Cyberinfrastructure Technology Integration

Clemson Computing and Information Technology (CCIT) provides research cyberinfrastructure resources and advanced research computing capabilities through its Cyberinfrastructure Technology Integration (CITI) group.

Training Workshop

CITI partners with researchers across campus and across the country to offer a diverse catalog of advanced computing training opportunities for Clemson University students, researchers, faculty, and staff, as well as opportunities for our external partners at other universities and organizations. If you have problems with or questions about course registration, please email ithelp@clemson.edu with the words “Palmetto training” in the subject.

All workshops listed below are free for Clemson University students, faculty and staff. Registration is required, and can be done at https://cucourse.app.clemson.edu one week prior to the listed start dates.

Spring 2018 Schedule of Workshops

Introduction to Linux

Software Carpentry based Introduction to the Linux Command Line Interface

  • Monday, January 8, 9:00AM - 12:00PM. Location: Barre Hall B105
  • Friday, February 16, 9:00AM - 12:00PM. Location TBD
  • Wednesday, March 14, 9:00AM - 12:00PM. Location TBD
  • Friday, April 13, 9:00AM - 12:00PM. Location: Cooper Library 406A

Introduction to Version Control with Git/GitHub

This workshop will cover Git, a revision control tool that lets people effectively track changes to software projects (such as technical papers, theses, or programs). Git allows them to work more systematically, by saving “snapshots” of different versions of the project, and allowing them to easily view or undo changes between snapshots. This lets them make changes to their project without the fear of losing work or “breaking things”. The workshop will also cover using Git with GitHub, a website that allows people to share their projects with the world (or with collaborators), and for groups of people to collaborate on projects in a more systematic way than say, e-mailing files to each other or using cloud storage.

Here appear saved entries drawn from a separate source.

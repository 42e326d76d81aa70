//! Report CLI commands

use crate::display::report::{format_monthly_summary, format_weekly_dashboard};
use crate::error::SpendwiseResult;
use crate::reports::{MonthlySummaryReport, WeeklyDashboard};
use crate::session::Session;

/// Handle `spendwise dashboard`
pub fn handle_dashboard_command(session: &Session) -> SpendwiseResult<()> {
    let dashboard = WeeklyDashboard::generate(session.storage(), session.today())?;
    print!("{}", format_weekly_dashboard(&dashboard));
    Ok(())
}

/// Handle `spendwise summary`
pub fn handle_summary_command(session: &Session) -> SpendwiseResult<()> {
    let report = MonthlySummaryReport::generate(session.storage())?;
    print!("{}", format_monthly_summary(&report));
    Ok(())
}
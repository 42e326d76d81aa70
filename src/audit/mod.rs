//! Audit logging for SpendWise
//!
//! Every change to the profile, the expense list or the settings is recorded
//! as one line of JSON in an append-only log next to the data directory.
//!
//! ```rust,ignore
//! use spendwise::audit::{AuditEntry, AuditLogger, EntityType, Operation};
//!
//! let logger = AuditLogger::new(paths.audit_log());
//! logger.log(
//!     &AuditEntry::record(Operation::Create, EntityType::Expense, expense.id.to_string())
//!         .named(expense.label())
//!         .after(&expense),
//! )?;
//! ```

mod entry;
mod logger;

pub use entry::{AuditEntry, EntityType, Operation};
pub use logger::AuditLogger;
//! Expense display formatting
//!
//! The history view is a table; a single expense gets a short detail block.

use tabled::settings::Style;
use tabled::{Table, Tabled};

use crate::models::{Expense, Money, DATE_FORMAT};

use super::report::truncate;

const DESCRIPTION_WIDTH: usize = 30;

#[derive(Tabled)]
struct ExpenseRow {
    #[tabled(rename = "Date")]
    date: String,
    #[tabled(rename = "Category")]
    category: String,
    #[tabled(rename = "Description")]
    description: String,
    #[tabled(rename = "Amount")]
    amount: String,
}

impl From<&Expense> for ExpenseRow {
    fn from(expense: &Expense) -> Self {
        Self {
            date: expense.date.format(DATE_FORMAT).to_string(),
            category: expense.category.to_string(),
            description: truncate(&expense.description, DESCRIPTION_WIDTH),
            amount: expense.amount.to_string(),
        }
    }
}

/// Format the history as a table, newest first
pub fn format_expense_history(expenses: &[Expense]) -> String {
    if expenses.is_empty() {
        return "No expenses recorded in the last two months.\n".to_string();
    }

    let rows: Vec<ExpenseRow> = expenses.iter().map(ExpenseRow::from).collect();
    let mut table = Table::new(rows);
    table.with(Style::rounded());

    let total: Money = expenses.iter().map(|e| e.amount).sum();
    format!(
        "{}\n{} expense(s), total {}\n",
        table,
        expenses.len(),
        total
    )
}

/// Format a freshly added expense
pub fn format_expense_details(expense: &Expense) -> String {
    let mut output = String::new();

    output.push_str(&format!("Expense:     {}\n", expense.id));
    output.push_str(&format!("Date:        {}\n", expense.date.format(DATE_FORMAT)));
    output.push_str(&format!("Amount:      {}\n", expense.amount));
    output.push_str(&format!("Category:    {}\n", expense.category));
    if !expense.description.is_empty() {
        output.push_str(&format!("Description: {}\n", expense.description));
    }

    output
}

  • Tuesday, January 9, 1:00PM - 4:00PM. Location: Cooper Library 406A
  • Tuesday, April 17, 9:00AM - 12:00PM. Location: Cooper Library 406A

Introduction to Research Computing on Palmetto Cluster

This workshop introduces participants to the Palmetto Cluster–Clemson University’s largest high-performance computing resource–its structure and basic usage and how to submit computational tasks to the cluster.

  • Thursday, January 11, 9:00AM - 12:00PM. Location: Barre Hall B105
  • Friday, February 16, 1:00PM - 4:00PM. Location TBD
  • Wednesday, March 14, 1:30PM - 4:30PM. Location TBD
  • Friday, April 13, 1:00PM - 4:00PM. Location: Cooper Library 406A

Introduction to Programming in Python

This workshop introduces participants to programming, using the Python programming language, and is built around common scientific tasks such as loading, analyzing and visualizing data. The intended audience is researchers or students with no prior programming experience.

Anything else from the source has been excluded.